Um dos pontos mais caricatos dos debates eleitorais para a prefeitura de São Paulo em 2024 foram os embates entre Pablo Marçal (PRTB) e o psolista Guilherme Boulos.
Os dois trocaram ofensas ao vivo, o que rendeu uma série de memes, cortes e repercussões nas redes sociais.
Uma das principais acusações feitas pelo coach foi que Boulos seria um usuário de drogas. Isso rendeu apelidos como “cheirador” e “aspirador de pó”.
O ex-candidato repetiu isso em quase todos os debates e chegou a publicar um laudo falso que confirmaria essas acusações.
A Justiça determinou hoje (2) que Marçal deverá pagar R$100 mil para Boulos por causa dessas acusações.

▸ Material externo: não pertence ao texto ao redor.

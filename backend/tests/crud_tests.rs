// tests/crud_tests.rs

mod common;

use common::{question, spawn_app};
use serde_json::{Value, json};

#[tokio::test]
async fn unknown_model_is_rejected_before_any_work() {
    let app = spawn_app().await;
    let admin = app.admin_token().await;

    let response = app.get(&admin, "/api/admin/widgets").await;
    assert_eq!(response.status().as_u16(), 400);
    let body: Value = response.json().await.unwrap();
    assert_eq!(body["error"], "Unknown model 'widgets'");

    let response = app.post(&admin, "/api/admin/widgets", &json!({ "name": "x" })).await;
    assert_eq!(response.status().as_u16(), 400);
}

#[tokio::test]
async fn create_list_and_search() {
    let app = spawn_app().await;
    let admin = app.admin_token().await;

    for name in ["Physics", "Chemistry", "Physical Education"] {
        app.create(&admin, "branches", json!({ "name": name })).await;
    }

    let all: Vec<Value> = app.get(&admin, "/api/admin/branch").await.json().await.unwrap();
    assert_eq!(all.len(), 3);

    let found: Vec<Value> = app
        .get(&admin, "/api/admin/branches?q=PHYSIC")
        .await
        .json()
        .await
        .unwrap();
    let names: Vec<&str> = found.iter().map(|b| b["name"].as_str().unwrap()).collect();
    assert_eq!(names, vec!["Physics", "Physical Education"]);

    let empty: Vec<Value> = app
        .get(&admin, "/api/admin/branches?q=")
        .await
        .json()
        .await
        .unwrap();
    assert_eq!(empty.len(), 3);
}

#[tokio::test]
async fn search_query_is_matched_verbatim() {
    let app = spawn_app().await;
    let admin = app.admin_token().await;
    app.create(&admin, "branches", json!({ "name": "Physics" })).await;

    let found: Vec<Value> = app
        .get(&admin, "/api/admin/branches?q=Physics%20")
        .await
        .json()
        .await
        .unwrap();
    assert!(found.is_empty());

    let found: Vec<Value> = app
        .get(&admin, "/api/admin/branches?q=%20")
        .await
        .json()
        .await
        .unwrap();
    assert!(found.is_empty());
}

#[tokio::test]
async fn fields_endpoint_describes_the_allow_list() {
    let app = spawn_app().await;
    let admin = app.admin_token().await;

    let fields: Vec<Value> = app
        .get(&admin, "/api/admin/quiz/fields")
        .await
        .json()
        .await
        .unwrap();
    let names: Vec<&str> = fields.iter().map(|f| f["name"].as_str().unwrap()).collect();
    assert_eq!(
        names,
        vec!["name", "chapter_id", "subject_id", "question_count", "time_limit"]
    );
    assert_eq!(fields[2]["derived"], true);
}

#[tokio::test]
async fn invalid_create_leaves_no_trace() {
    let app = spawn_app().await;
    let admin = app.admin_token().await;

    let response = app
        .post(
            &admin,
            "/api/admin/branches",
            &json!({ "name": "Arts", "is_admin": true, "motto": "x" }),
        )
        .await;
    assert_eq!(response.status().as_u16(), 422);
    let body: Value = response.json().await.unwrap();
    let fields: Vec<&str> = body["fields"]
        .as_array()
        .unwrap()
        .iter()
        .map(|f| f["field"].as_str().unwrap())
        .collect();
    assert_eq!(fields, vec!["is_admin", "motto"]);
    assert_eq!(app.count("branches").await, 0);

    let response = app
        .post(&admin, "/api/admin/subjects", &json!({ "name": "Orphan", "branch_id": 99 }))
        .await;
    assert_eq!(response.status().as_u16(), 422);
    assert_eq!(app.count("subjects").await, 0);
}

#[tokio::test]
async fn duplicate_names_are_rejected_case_insensitively() {
    let app = spawn_app().await;
    let admin = app.admin_token().await;
    let id = app.create(&admin, "branches", json!({ "name": "Science" })).await;

    let response = app
        .post(&admin, "/api/admin/branches", &json!({ "name": "SCIENCE" }))
        .await;
    assert_eq!(response.status().as_u16(), 422);

    // Renaming a record to its own name is not a clash.
    let response = app
        .put(&admin, &format!("/api/admin/branches/{id}"), &json!({ "name": "science" }))
        .await;
    assert_eq!(response.status().as_u16(), 200);
}

#[tokio::test]
async fn quiz_subject_follows_its_chapter() {
    let app = spawn_app().await;
    let admin = app.admin_token().await;
    let catalog = app.seed_catalog(&admin).await;

    let quiz: Value = app
        .get(&admin, &format!("/api/admin/quizzes/{}", catalog.quiz_id))
        .await
        .json()
        .await
        .unwrap();
    assert_eq!(quiz["subject_id"], catalog.subject_id);
    assert_eq!(quiz["time_limit"], 600);

    // The derived field cannot be written directly.
    let response = app
        .put(
            &admin,
            &format!("/api/admin/quizzes/{}", catalog.quiz_id),
            &json!({ "subject_id": catalog.subject_id }),
        )
        .await;
    assert_eq!(response.status().as_u16(), 422);

    // Moving the chapter to another subject carries its quizzes along.
    let physics = app
        .create(&admin, "subjects", json!({ "name": "Physics", "branch_id": catalog.branch_id }))
        .await;
    let response = app
        .patch(
            &admin,
            &format!("/api/admin/chapters/{}", catalog.chapter_id),
            &json!({ "subject_id": physics }),
        )
        .await;
    assert_eq!(response.status().as_u16(), 200);

    let quiz_subject: i64 = sqlx::query_scalar("SELECT subject_id FROM quizzes WHERE id = ?")
        .bind(catalog.quiz_id)
        .fetch_one(&app.pool)
        .await
        .unwrap();
    assert_eq!(quiz_subject, physics);
}

#[tokio::test]
async fn moving_a_quiz_to_another_chapter_rederives_its_subject() {
    let app = spawn_app().await;
    let admin = app.admin_token().await;
    let catalog = app.seed_catalog(&admin).await;

    let biology = app
        .create(&admin, "subjects", json!({ "name": "Biology", "branch_id": catalog.branch_id }))
        .await;
    let cells = app
        .create(&admin, "chapters", json!({ "name": "Cells", "subject_id": biology }))
        .await;

    let quiz: Value = app
        .patch(
            &admin,
            &format!("/api/admin/quiz/{}", catalog.quiz_id),
            &json!({ "chapter_id": cells }),
        )
        .await
        .json()
        .await
        .unwrap();
    assert_eq!(quiz["chapter_id"], cells);
    assert_eq!(quiz["subject_id"], biology);
}

#[tokio::test]
async fn edit_merges_with_stored_values() {
    let app = spawn_app().await;
    let admin = app.admin_token().await;
    let catalog = app.seed_catalog(&admin).await;

    let updated: Value = app
        .put(
            &admin,
            &format!("/api/admin/questions/{}", catalog.q1),
            &json!({ "marks": "7" }),
        )
        .await
        .json()
        .await
        .unwrap();
    assert_eq!(updated["marks"], 7);
    assert_eq!(updated["question_text"], "What is 1 + 1?");

    // Merged record still has to pass the full form.
    let response = app
        .put(
            &admin,
            &format!("/api/admin/questions/{}", catalog.q1),
            &json!({ "option3": "2" }),
        )
        .await;
    assert_eq!(response.status().as_u16(), 422);
    let body: Value = response.json().await.unwrap();
    assert_eq!(body["fields"][0]["field"], "option3");
}

#[tokio::test]
async fn prose_fields_are_sanitized() {
    let app = spawn_app().await;
    let admin = app.admin_token().await;
    let catalog = app.seed_catalog(&admin).await;

    let mut body = question(catalog.quiz_id, "<b>Bold</b><script>alert(1)</script>", 1, 1);
    body["option1"] = json!("yes");
    let id = app.create(&admin, "questions", body).await;

    let stored: Value = app
        .get(&admin, &format!("/api/admin/questions/{id}"))
        .await
        .json()
        .await
        .unwrap();
    assert_eq!(stored["question_text"], "<b>Bold</b>");
}

#[tokio::test]
async fn inline_edit_checks_references_and_allow_list() {
    let app = spawn_app().await;
    let admin = app.admin_token().await;
    let catalog = app.seed_catalog(&admin).await;

    let response = app
        .patch(
            &admin,
            &format!("/api/admin/subjects/{}", catalog.subject_id),
            &json!({ "branch_id": 999 }),
        )
        .await;
    assert_eq!(response.status().as_u16(), 422);

    app.register("eve@example.com", Some(catalog.branch_id)).await;
    let eve: i64 = sqlx::query_scalar("SELECT id FROM users WHERE username = 'eve@example.com'")
        .fetch_one(&app.pool)
        .await
        .unwrap();

    let response = app
        .patch(&admin, &format!("/api/admin/users/{eve}"), &json!({ "is_admin": true }))
        .await;
    assert_eq!(response.status().as_u16(), 422);
    let body: Value = response.json().await.unwrap();
    assert_eq!(
        body["fields"],
        json!([{ "field": "is_admin", "reason": "cannot be edited inline" }])
    );

    let is_admin: bool = sqlx::query_scalar("SELECT is_admin FROM users WHERE id = ?")
        .bind(eve)
        .fetch_one(&app.pool)
        .await
        .unwrap();
    assert!(!is_admin);

    let response = app
        .patch(&admin, &format!("/api/admin/subjects/{}", catalog.subject_id), &json!({}))
        .await;
    assert_eq!(response.status().as_u16(), 400);
}

#[tokio::test]
async fn delete_is_refused_while_referenced() {
    let app = spawn_app().await;
    let admin = app.admin_token().await;
    let catalog = app.seed_catalog(&admin).await;

    let response = app
        .delete(&admin, &format!("/api/admin/branches/{}", catalog.branch_id))
        .await;
    assert_eq!(response.status().as_u16(), 409);
    assert_eq!(app.count("branches").await, 1);

    let response = app
        .delete(&admin, &format!("/api/admin/quizzes/{}", catalog.quiz_id))
        .await;
    assert_eq!(response.status().as_u16(), 409);

    for id in [catalog.q1, catalog.q2] {
        let response = app.delete(&admin, &format!("/api/admin/questions/{id}")).await;
        assert_eq!(response.status().as_u16(), 204);
    }
    let response = app
        .delete(&admin, &format!("/api/admin/quizzes/{}", catalog.quiz_id))
        .await;
    assert_eq!(response.status().as_u16(), 204);

    let response = app
        .delete(&admin, &format!("/api/admin/quizzes/{}", catalog.quiz_id))
        .await;
    assert_eq!(response.status().as_u16(), 404);
}

#[tokio::test]
async fn admins_cannot_delete_themselves() {
    let app = spawn_app().await;
    let admin = app.admin_token().await;
    let admin_id: i64 = sqlx::query_scalar("SELECT id FROM users WHERE is_admin = 1")
        .fetch_one(&app.pool)
        .await
        .unwrap();

    let response = app.delete(&admin, &format!("/api/admin/users/{admin_id}")).await;
    assert_eq!(response.status().as_u16(), 400);
    assert_eq!(app.count("users").await, 1);
}

#[tokio::test]
async fn admin_can_create_users_with_hashed_passwords() {
    let app = spawn_app().await;
    let admin = app.admin_token().await;

    let id = app
        .create(
            &admin,
            "users",
            json!({
                "username": "staff@example.com",
                "password": "staff-password",
                "name": "Staff",
                "email": "staff@example.com",
                "dob": "1985-03-01",
                "is_admin": "on"
            }),
        )
        .await;

    let user: Value = app
        .get(&admin, &format!("/api/admin/users/{id}"))
        .await
        .json()
        .await
        .unwrap();
    assert_eq!(user["is_admin"], true);
    assert!(user.get("password").is_none());

    let token = app.login("staff@example.com", "staff-password").await;
    assert_eq!(app.get(&token, "/api/admin/branches").await.status().as_u16(), 200);
}

#[tokio::test]
async fn blank_time_limit_stores_the_default() {
    let app = spawn_app().await;
    let admin = app.admin_token().await;
    let catalog = app.seed_catalog(&admin).await;
    let path = format!("/api/admin/quizzes/{}", catalog.quiz_id);

    let response = app.put(&admin, &path, &json!({ "time_limit": "" })).await;
    assert_eq!(response.status().as_u16(), 200);
    let quiz: Value = response.json().await.unwrap();
    assert_eq!(quiz["time_limit"], 0);

    app.patch(&admin, &path, &json!({ "time_limit": 90 })).await;
    let response = app.patch(&admin, &path, &json!({ "time_limit": null })).await;
    assert_eq!(response.status().as_u16(), 200);
    let quiz: Value = response.json().await.unwrap();
    assert_eq!(quiz["time_limit"], 0);

    let created: Value = app
        .post(
            &admin,
            "/api/admin/quizzes",
            &json!({ "name": "Untimed", "chapter_id": catalog.chapter_id, "question_count": 1, "time_limit": "" }),
        )
        .await
        .json()
        .await
        .unwrap();
    assert_eq!(created["time_limit"], 0);

    let response = app.patch(&admin, &path, &json!({ "time_limit": -5 })).await;
    assert_eq!(response.status().as_u16(), 422);
}

#[tokio::test]
async fn rejected_edit_leaves_the_stored_record_untouched() {
    let app = spawn_app().await;
    let admin = app.admin_token().await;
    let catalog = app.seed_catalog(&admin).await;

    let response = app
        .put(
            &admin,
            &format!("/api/admin/subjects/{}", catalog.subject_id),
            &json!({ "name": "Renamed", "branch_id": 999 }),
        )
        .await;
    assert_eq!(response.status().as_u16(), 422);
    let body: Value = response.json().await.unwrap();
    assert_eq!(body["fields"][0]["field"], "branch_id");

    let (name, branch_id): (String, i64) =
        sqlx::query_as("SELECT name, branch_id FROM subjects WHERE id = ?")
            .bind(catalog.subject_id)
            .fetch_one(&app.pool)
            .await
            .unwrap();
    assert_eq!(name, "Mathematics");
    assert_eq!(branch_id, catalog.branch_id);
}

#[tokio::test]
async fn subject_with_quizzes_cannot_be_deleted() {
    let app = spawn_app().await;
    let admin = app.admin_token().await;
    let catalog = app.seed_catalog(&admin).await;

    // Only the quiz still points at the subject once the chapter moves away.
    let physics = app
        .create(&admin, "subjects", json!({ "name": "Physics", "branch_id": catalog.branch_id }))
        .await;
    sqlx::query("UPDATE chapters SET subject_id = ? WHERE id = ?")
        .bind(physics)
        .bind(catalog.chapter_id)
        .execute(&app.pool)
        .await
        .unwrap();

    let response = app
        .delete(&admin, &format!("/api/admin/subjects/{}", catalog.subject_id))
        .await;
    assert_eq!(response.status().as_u16(), 409);
    let body: Value = response.json().await.unwrap();
    assert!(body["error"].as_str().unwrap().contains("quiz(zes)"));

    let subject: i64 = sqlx::query_scalar("SELECT COUNT(*) FROM subjects WHERE id = ?")
        .bind(catalog.subject_id)
        .fetch_one(&app.pool)
        .await
        .unwrap();
    let quiz: i64 = sqlx::query_scalar("SELECT COUNT(*) FROM quizzes WHERE subject_id = ?")
        .bind(catalog.subject_id)
        .fetch_one(&app.pool)
        .await
        .unwrap();
    assert_eq!((subject, quiz), (1, 1));
}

O juíz Danilo Fadel de Castro destacou que a liberdade de expressão “admite críticas ácidas, contundentes e até mesmo indelicadas”, mas não crimes contra a honra e “tampouco a fabricação e disseminação dolosa de fatos sabidamente inverídicos com o intuito de aniquilar a reputação alheia”.
“No caso em tela, a conduta do réu Pablo Henrique Costa Marçal ultrapassou, e muito, as raias do debate político civilizado e da crítica administrativa. […] Porém, a gravidade da conduta atingiu seu ápice com a divulgação de um laudo médico falso”, afirmou o magistrado.